### Task instructions:
In the records below, find each line containing the word "classes" and copy it.

### Record excerpts:
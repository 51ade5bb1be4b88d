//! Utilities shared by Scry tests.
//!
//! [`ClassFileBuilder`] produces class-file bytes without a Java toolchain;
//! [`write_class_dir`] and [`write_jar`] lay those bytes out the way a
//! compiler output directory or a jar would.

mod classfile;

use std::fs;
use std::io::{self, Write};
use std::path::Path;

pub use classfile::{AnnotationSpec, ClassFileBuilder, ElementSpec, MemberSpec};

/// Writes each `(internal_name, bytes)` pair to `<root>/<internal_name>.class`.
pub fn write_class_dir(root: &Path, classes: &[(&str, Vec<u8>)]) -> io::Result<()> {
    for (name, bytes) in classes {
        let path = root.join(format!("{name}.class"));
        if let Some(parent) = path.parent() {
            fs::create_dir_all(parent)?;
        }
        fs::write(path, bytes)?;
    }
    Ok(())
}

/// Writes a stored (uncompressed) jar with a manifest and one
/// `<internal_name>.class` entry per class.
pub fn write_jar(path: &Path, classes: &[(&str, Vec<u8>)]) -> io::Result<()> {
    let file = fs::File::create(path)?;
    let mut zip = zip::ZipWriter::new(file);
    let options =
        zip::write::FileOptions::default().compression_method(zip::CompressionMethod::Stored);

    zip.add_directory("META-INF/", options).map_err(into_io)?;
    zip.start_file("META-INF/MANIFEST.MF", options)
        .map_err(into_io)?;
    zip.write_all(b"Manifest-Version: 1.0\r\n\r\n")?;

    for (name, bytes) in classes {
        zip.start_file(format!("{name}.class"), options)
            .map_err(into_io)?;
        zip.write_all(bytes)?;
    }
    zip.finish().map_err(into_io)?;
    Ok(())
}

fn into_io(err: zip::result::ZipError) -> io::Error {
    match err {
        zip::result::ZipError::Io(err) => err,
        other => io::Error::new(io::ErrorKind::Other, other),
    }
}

### Result of the exercise:
pub fn write_class_dir(root: &Path, classes: &[(&str, Vec<u8>)]) -> io::Result<()> {
    for (name, bytes) in classes {
pub fn write_jar(path: &Path, classes: &[(&str, Vec<u8>)]) -> io::Result<()> {
    for (name, bytes) in classes {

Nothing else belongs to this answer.